Assignment: Which lines in the entries below contain the string "Releases"? Show each of them in full.

┌──

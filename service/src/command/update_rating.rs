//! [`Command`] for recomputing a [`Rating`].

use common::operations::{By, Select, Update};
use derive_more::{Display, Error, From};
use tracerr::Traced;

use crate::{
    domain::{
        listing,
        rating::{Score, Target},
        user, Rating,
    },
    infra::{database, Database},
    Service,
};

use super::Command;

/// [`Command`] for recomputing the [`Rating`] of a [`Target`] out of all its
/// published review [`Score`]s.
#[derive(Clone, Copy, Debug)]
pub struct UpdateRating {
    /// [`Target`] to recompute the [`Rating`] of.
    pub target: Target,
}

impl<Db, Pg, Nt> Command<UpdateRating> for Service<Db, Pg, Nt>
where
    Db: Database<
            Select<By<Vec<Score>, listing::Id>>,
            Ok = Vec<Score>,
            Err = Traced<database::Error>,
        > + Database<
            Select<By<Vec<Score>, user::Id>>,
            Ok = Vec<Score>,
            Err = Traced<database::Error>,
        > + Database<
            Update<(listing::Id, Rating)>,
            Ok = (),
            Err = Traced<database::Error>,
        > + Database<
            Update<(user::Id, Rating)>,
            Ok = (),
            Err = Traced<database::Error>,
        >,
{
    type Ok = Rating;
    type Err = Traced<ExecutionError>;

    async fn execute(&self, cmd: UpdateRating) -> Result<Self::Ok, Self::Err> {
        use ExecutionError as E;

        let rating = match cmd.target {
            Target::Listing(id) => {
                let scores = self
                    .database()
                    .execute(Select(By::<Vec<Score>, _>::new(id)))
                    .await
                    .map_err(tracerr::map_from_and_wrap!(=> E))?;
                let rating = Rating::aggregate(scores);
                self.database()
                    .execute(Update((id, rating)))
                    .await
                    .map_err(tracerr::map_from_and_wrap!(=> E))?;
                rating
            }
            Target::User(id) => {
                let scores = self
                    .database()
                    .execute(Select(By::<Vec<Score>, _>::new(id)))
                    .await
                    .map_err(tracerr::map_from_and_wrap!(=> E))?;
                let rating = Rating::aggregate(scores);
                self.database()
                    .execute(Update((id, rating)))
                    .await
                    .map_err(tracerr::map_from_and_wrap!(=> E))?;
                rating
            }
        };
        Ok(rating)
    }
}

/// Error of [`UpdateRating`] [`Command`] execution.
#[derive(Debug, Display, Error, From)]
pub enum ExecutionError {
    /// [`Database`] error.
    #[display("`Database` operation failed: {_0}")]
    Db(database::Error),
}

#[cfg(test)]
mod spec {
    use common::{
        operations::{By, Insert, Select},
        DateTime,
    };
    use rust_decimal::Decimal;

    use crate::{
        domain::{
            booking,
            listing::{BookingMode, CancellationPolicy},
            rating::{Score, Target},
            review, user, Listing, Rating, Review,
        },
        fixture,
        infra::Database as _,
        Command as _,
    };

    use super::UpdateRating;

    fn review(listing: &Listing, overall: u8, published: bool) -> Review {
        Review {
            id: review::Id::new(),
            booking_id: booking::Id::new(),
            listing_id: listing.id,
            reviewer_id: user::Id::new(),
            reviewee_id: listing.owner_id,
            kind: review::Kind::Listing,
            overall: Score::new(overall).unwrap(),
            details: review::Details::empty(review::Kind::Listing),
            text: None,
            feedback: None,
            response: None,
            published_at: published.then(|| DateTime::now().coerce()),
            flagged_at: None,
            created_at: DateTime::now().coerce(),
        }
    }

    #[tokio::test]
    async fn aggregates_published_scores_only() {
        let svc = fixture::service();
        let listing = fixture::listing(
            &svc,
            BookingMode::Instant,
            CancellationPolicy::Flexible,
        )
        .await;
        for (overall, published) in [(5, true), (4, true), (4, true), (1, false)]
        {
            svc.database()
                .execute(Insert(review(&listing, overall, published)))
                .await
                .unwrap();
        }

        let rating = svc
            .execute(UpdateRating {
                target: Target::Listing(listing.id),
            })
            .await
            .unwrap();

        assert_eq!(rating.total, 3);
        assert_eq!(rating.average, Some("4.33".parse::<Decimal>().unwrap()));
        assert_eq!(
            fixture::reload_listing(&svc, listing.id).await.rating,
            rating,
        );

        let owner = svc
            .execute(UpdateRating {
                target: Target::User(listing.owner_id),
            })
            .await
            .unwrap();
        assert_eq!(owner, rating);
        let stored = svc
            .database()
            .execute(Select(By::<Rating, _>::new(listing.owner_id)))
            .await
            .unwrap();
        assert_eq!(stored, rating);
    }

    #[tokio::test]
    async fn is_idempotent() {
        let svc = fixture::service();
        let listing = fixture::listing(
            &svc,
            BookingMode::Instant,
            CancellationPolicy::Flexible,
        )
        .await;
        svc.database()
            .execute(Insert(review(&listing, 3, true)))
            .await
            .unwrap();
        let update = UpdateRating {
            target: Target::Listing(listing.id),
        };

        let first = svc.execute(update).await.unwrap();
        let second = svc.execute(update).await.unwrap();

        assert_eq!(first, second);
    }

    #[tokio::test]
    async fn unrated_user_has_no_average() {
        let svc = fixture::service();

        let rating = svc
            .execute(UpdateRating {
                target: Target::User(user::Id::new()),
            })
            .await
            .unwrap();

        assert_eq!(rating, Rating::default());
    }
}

└──
┌──

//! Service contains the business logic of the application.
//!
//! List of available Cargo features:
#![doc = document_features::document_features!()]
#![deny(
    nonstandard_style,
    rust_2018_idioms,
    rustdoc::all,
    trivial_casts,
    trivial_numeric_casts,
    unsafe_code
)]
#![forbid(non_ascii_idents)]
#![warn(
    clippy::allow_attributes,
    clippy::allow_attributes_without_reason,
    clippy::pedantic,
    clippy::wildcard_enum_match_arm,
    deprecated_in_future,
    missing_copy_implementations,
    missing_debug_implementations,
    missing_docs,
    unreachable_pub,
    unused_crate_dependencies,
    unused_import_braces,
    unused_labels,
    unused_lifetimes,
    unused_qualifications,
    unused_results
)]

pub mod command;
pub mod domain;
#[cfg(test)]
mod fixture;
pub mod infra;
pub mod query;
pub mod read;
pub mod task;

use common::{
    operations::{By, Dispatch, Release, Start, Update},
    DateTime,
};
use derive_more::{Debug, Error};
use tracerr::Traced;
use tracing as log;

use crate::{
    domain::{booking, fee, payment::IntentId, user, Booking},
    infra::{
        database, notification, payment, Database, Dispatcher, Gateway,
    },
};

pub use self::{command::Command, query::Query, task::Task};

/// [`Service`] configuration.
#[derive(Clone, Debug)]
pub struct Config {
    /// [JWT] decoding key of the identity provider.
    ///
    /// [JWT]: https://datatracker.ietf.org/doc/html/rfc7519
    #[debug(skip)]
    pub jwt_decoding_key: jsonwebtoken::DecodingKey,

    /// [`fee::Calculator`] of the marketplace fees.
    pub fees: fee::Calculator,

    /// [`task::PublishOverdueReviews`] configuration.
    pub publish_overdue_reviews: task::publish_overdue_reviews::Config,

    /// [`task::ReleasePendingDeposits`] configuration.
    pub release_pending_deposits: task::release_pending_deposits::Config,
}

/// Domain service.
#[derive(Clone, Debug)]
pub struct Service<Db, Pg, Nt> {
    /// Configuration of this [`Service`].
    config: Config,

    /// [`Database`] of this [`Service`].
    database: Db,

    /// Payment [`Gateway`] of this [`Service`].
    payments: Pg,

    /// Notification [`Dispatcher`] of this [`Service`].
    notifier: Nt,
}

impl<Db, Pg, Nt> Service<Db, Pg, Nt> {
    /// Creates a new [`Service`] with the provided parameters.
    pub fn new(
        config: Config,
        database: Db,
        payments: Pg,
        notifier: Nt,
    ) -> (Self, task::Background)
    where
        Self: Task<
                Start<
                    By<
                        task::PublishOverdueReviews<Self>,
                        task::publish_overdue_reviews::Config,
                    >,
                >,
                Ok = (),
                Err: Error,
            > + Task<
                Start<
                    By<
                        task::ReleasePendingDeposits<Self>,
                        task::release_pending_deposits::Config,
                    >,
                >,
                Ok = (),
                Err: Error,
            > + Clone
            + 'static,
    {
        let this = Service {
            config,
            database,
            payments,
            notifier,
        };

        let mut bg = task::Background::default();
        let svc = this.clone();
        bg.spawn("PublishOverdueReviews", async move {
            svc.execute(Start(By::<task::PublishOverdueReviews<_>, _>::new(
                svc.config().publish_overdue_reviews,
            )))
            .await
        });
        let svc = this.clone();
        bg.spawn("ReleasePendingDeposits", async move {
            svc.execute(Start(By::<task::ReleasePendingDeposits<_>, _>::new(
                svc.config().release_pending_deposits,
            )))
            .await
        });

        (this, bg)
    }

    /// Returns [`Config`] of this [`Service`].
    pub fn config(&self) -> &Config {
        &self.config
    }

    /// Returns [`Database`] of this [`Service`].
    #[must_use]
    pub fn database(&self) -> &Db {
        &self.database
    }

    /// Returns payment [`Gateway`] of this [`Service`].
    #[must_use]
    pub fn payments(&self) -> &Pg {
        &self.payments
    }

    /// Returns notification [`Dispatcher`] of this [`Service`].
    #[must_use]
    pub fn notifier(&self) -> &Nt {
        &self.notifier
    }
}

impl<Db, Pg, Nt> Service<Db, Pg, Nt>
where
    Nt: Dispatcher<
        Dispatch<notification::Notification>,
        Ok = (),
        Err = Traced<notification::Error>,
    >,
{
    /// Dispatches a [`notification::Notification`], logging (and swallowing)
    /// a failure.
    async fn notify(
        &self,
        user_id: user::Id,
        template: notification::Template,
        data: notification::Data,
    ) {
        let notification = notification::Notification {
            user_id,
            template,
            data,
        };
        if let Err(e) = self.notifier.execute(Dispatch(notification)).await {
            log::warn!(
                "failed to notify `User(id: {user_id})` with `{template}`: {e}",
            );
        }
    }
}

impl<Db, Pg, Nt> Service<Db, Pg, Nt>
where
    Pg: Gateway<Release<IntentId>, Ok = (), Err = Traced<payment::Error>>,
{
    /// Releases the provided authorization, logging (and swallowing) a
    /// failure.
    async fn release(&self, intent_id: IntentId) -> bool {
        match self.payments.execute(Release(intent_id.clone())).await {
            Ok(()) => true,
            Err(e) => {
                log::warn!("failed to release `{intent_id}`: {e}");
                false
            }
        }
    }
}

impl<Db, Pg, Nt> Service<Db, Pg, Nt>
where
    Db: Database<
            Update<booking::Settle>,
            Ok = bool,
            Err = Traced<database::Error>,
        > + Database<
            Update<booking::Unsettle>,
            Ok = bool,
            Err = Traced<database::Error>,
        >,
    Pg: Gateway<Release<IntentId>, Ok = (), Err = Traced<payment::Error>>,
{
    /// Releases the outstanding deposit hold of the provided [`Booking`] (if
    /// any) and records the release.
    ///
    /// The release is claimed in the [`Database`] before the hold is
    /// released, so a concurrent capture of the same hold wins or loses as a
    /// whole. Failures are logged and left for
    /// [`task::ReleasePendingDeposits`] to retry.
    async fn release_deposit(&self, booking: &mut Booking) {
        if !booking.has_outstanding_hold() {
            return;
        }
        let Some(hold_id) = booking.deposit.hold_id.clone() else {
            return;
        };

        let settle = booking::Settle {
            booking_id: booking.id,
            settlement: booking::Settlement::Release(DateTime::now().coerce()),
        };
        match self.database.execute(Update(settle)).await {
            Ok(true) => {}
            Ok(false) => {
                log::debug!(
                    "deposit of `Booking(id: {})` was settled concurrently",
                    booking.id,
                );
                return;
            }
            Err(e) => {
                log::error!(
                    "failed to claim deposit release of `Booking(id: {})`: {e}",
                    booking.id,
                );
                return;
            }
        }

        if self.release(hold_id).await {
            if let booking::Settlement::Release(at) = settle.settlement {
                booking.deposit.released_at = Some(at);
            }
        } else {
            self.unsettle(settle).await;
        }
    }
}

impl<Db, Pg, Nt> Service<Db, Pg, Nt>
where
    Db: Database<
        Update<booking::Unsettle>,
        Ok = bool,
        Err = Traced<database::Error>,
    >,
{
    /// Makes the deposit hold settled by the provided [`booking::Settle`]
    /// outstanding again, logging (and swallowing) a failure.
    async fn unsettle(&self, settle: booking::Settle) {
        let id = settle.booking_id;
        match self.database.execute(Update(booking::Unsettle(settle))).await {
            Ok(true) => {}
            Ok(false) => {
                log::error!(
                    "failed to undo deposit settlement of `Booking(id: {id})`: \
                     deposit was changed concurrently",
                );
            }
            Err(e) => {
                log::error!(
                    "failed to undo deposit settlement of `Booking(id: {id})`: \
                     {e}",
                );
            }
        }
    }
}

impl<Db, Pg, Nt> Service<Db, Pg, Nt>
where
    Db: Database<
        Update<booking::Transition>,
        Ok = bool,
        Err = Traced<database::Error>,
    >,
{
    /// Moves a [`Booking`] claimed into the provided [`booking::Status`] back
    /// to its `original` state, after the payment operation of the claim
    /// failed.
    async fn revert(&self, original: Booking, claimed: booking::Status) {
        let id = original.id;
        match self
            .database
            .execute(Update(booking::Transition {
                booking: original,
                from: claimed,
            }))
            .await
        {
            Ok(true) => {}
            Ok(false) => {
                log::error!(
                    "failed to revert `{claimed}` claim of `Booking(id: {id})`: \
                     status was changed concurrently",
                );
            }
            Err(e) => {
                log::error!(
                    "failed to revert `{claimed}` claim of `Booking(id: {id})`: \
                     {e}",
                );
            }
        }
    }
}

└──
┌──

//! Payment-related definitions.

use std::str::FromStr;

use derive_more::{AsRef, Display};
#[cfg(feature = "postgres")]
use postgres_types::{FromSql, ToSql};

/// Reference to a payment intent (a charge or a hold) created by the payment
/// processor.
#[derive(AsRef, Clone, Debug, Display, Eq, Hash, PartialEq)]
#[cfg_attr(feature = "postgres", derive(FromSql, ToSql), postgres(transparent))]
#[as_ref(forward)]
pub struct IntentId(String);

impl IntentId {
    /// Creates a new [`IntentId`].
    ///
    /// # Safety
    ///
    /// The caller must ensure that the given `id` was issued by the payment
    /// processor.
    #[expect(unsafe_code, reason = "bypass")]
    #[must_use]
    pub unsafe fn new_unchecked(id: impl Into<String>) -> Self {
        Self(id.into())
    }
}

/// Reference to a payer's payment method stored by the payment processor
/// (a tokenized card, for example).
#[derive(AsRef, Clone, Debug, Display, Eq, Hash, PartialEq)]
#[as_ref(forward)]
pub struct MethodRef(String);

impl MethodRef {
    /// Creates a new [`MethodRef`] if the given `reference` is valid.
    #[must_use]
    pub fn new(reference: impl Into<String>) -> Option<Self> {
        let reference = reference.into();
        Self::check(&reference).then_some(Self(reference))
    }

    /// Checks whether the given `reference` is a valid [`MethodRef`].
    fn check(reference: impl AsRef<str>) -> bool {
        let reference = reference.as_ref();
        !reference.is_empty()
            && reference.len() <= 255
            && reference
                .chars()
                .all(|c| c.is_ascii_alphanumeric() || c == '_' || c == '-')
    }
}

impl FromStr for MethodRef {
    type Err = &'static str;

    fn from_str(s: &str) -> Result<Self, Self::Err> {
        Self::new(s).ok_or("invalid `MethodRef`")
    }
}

└──

Exercise result:
    /// Releases the provided authorization, logging (and swallowing) a
    /// Releases the outstanding deposit hold of the provided [`Booking`] (if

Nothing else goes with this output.